Éric Zemmour annonce en conséquence son exclusion de Reconquête ainsi que celle de Nicolas Bay et de Guillaume Peltier, eux aussi vice-présidents exécutifs du parti d’extrême droite et “compères en traîtrise”. Laurence Trochu, membre du comité politique de Reconquête, est également exclue de Reconquête.

A gauche, appel à contrer le fascisme

L’union de la gauche de plus en plus large, le NPA annonce rejoindre le Front Populaire. Le parti NPA-L’Anticapitaliste annonce rejoindre la coalition lancée par François Ruffin qui regroupe déjà le PCF, EELV, LFI et le PS. “L’urgence est à l’unité contre le fascisme!” écrit le mouvement sur X. Une annonce confirmée par Philippe Poutou sur le même réseau social. Dans le flou,  Jean Luc Mélenchon se verrait bien premier ministre d’une gauche  unie.

Les partis de gauche ont acté une première répartition des circonscriptions dans le cadre du « front populaire ». LFI aura des candidats dans 229 circonscriptions (326 en 2022), le Parti socialiste dans 175 (70 en 2022), Les Verts dans 92 (100 en 2022). Le Parti communiste, quant à lui, garde son petit quota de 50 circonscriptions.

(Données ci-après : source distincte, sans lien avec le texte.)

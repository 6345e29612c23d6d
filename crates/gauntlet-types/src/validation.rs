//! Configuration validation utilities.
//!
//! Pluggable implementations (storage backends, signing accounts) receive
//! their configuration as a raw TOML table. Each one declares a [`Schema`]
//! so malformed tables are rejected with a precise error before the
//! implementation is constructed.

use thiserror::Error;

/// Errors that can occur during configuration validation.
#[derive(Debug, Error)]
pub enum ValidationError {
	/// Error that occurs when a required field is missing.
	#[error("Missing required field: {0}")]
	MissingField(String),
	/// Error that occurs when a field has an invalid value.
	#[error("Invalid value for field '{field}': {message}")]
	InvalidValue { field: String, message: String },
	/// Error that occurs when field type is incorrect.
	#[error("Type mismatch for field '{field}': expected {expected}, got {actual}")]
	TypeMismatch {
		field: String,
		expected: String,
		actual: String,
	},
}

/// Expected type of a configuration field.
#[derive(Debug)]
pub enum FieldType {
	String,
	/// An integer with optional inclusive bounds.
	Integer { min: Option<i64>, max: Option<i64> },
	Boolean,
}

/// Custom check run after the type check passes.
pub type FieldValidator = Box<dyn Fn(&toml::Value) -> Result<(), String> + Send + Sync>;

/// A named, typed field of a [`Schema`].
pub struct Field {
	pub name: String,
	pub field_type: FieldType,
	pub validator: Option<FieldValidator>,
}

impl std::fmt::Debug for Field {
	fn fmt(&self, f: &mut std::fmt::Formatter<'_>) -> std::fmt::Result {
		f.debug_struct("Field")
			.field("name", &self.name)
			.field("field_type", &self.field_type)
			.field("validator", &self.validator.is_some())
			.finish()
	}
}

impl Field {
	pub fn new(name: impl Into<String>, field_type: FieldType) -> Self {
		Self {
			name: name.into(),
			field_type,
			validator: None,
		}
	}

	/// Adds a custom validator to this field.
	pub fn with_validator<F>(mut self, validator: F) -> Self
	where
		F: Fn(&toml::Value) -> Result<(), String> + Send + Sync + 'static,
	{
		self.validator = Some(Box::new(validator));
		self
	}

	fn check(&self, value: &toml::Value) -> Result<(), ValidationError> {
		validate_field_type(&self.name, value, &self.field_type)?;
		if let Some(validator) = &self.validator {
			validator(value).map_err(|message| ValidationError::InvalidValue {
				field: self.name.clone(),
				message,
			})?;
		}
		Ok(())
	}
}

/// Required and optional fields of an implementation table.
#[derive(Debug)]
pub struct Schema {
	pub required: Vec<Field>,
	pub optional: Vec<Field>,
}

impl Schema {
	pub fn new(required: Vec<Field>, optional: Vec<Field>) -> Self {
		Self { required, optional }
	}

	/// Validates a TOML value against this schema.
	///
	/// The value must be a table. Required fields must be present; optional
	/// fields are only checked when present. Unknown keys are ignored.
	pub fn validate(&self, config: &toml::Value) -> Result<(), ValidationError> {
		let table = config
			.as_table()
			.ok_or_else(|| ValidationError::TypeMismatch {
				field: "root".to_string(),
				expected: "table".to_string(),
				actual: config.type_str().to_string(),
			})?;

		for field in &self.required {
			let value = table
				.get(&field.name)
				.ok_or_else(|| ValidationError::MissingField(field.name.clone()))?;
			field.check(value)?;
		}

		for field in &self.optional {
			if let Some(value) = table.get(&field.name) {
				field.check(value)?;
			}
		}

		Ok(())
	}
}

fn validate_field_type(
	field_name: &str,
	value: &toml::Value,
	expected_type: &FieldType,
) -> Result<(), ValidationError> {
	let mismatch = |expected: &str| ValidationError::TypeMismatch {
		field: field_name.to_string(),
		expected: expected.to_string(),
		actual: value.type_str().to_string(),
	};

	match expected_type {
		FieldType::String => {
			if !value.is_str() {
				return Err(mismatch("string"));
			}
		},
		FieldType::Integer { min, max } => {
			let int_val = value.as_integer().ok_or_else(|| mismatch("integer"))?;
			if let Some(min_val) = min {
				if int_val < *min_val {
					return Err(ValidationError::InvalidValue {
						field: field_name.to_string(),
						message: format!("Value {} is less than minimum {}", int_val, min_val),
					});
				}
			}
			if let Some(max_val) = max {
				if int_val > *max_val {
					return Err(ValidationError::InvalidValue {
						field: field_name.to_string(),
						message: format!("Value {} is greater than maximum {}", int_val, max_val),
					});
				}
			}
		},
		FieldType::Boolean => {
			if !value.is_bool() {
				return Err(mismatch("boolean"));
			}
		},
	}

	Ok(())
}

/// A configuration schema that can validate TOML values.
pub trait ConfigSchema: Send + Sync {
	fn validate(&self, config: &toml::Value) -> Result<(), ValidationError>;
}

#[cfg(test)]
mod tests {
	use super::*;

	fn account_schema() -> Schema {
		Schema::new(
			vec![
				Field::new("private_key", FieldType::String).with_validator(|value| {
					match value.as_str() {
						Some(key) if key.trim_start_matches("0x").len() == 64 => Ok(()),
						_ => Err("expected 32-byte hex key".to_string()),
					}
				}),
			],
			vec![Field::new(
				"chain_id",
				FieldType::Integer {
					min: Some(1),
					max: None,
				},
			)],
		)
	}

	#[test]
	fn test_valid_table() {
		let config: toml::Value = toml::from_str(
			r#"
private_key = "0xac0974bec39a17e36ba4a6b4d238ff944bacb478cbed5efcae784d7bf4f2ff80"
chain_id = 31337
"#,
		)
		.unwrap();
		assert!(account_schema().validate(&config).is_ok());
	}

	#[test]
	fn test_missing_required_field() {
		let config: toml::Value = toml::from_str("chain_id = 1").unwrap();
		let err = account_schema().validate(&config).unwrap_err();
		assert!(matches!(err, ValidationError::MissingField(f) if f == "private_key"));
	}

	#[test]
	fn test_custom_validator_runs() {
		let config: toml::Value = toml::from_str(r#"private_key = "0x1234""#).unwrap();
		let err = account_schema().validate(&config).unwrap_err();
		assert!(matches!(err, ValidationError::InvalidValue { ref field, .. } if field == "private_key"));
	}

	#[test]
	fn test_optional_field_bounds_and_type() {
		let key = "0xac0974bec39a17e36ba4a6b4d238ff944bacb478cbed5efcae784d7bf4f2ff80";

		let below: toml::Value =
			toml::from_str(&format!("private_key = \"{}\"\nchain_id = 0", key)).unwrap();
		assert!(matches!(
			account_schema().validate(&below),
			Err(ValidationError::InvalidValue { .. })
		));

		let wrong_type: toml::Value =
			toml::from_str(&format!("private_key = \"{}\"\nchain_id = \"one\"", key)).unwrap();
		assert!(matches!(
			account_schema().validate(&wrong_type),
			Err(ValidationError::TypeMismatch { .. })
		));
	}
}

Jean-Luc Mélenchon a dit se « sent[ir] capable » d’être premier ministre en cas de cohabitation entre le parti présidentiel et le « nouveau front populaire » . Il assure cependant se ranger derrière « la formule d’Olivier Faure », le premier secrétaire du PS, à savoir que « c’est le groupe parlementaire le plus important qui propose[ra] » le nom du chef. « Je ne m’élimine pas, mais je ne m’impose pas », a résumé M. Mélenchon.

Pendant ce temps, Macron réorganise Renaissance.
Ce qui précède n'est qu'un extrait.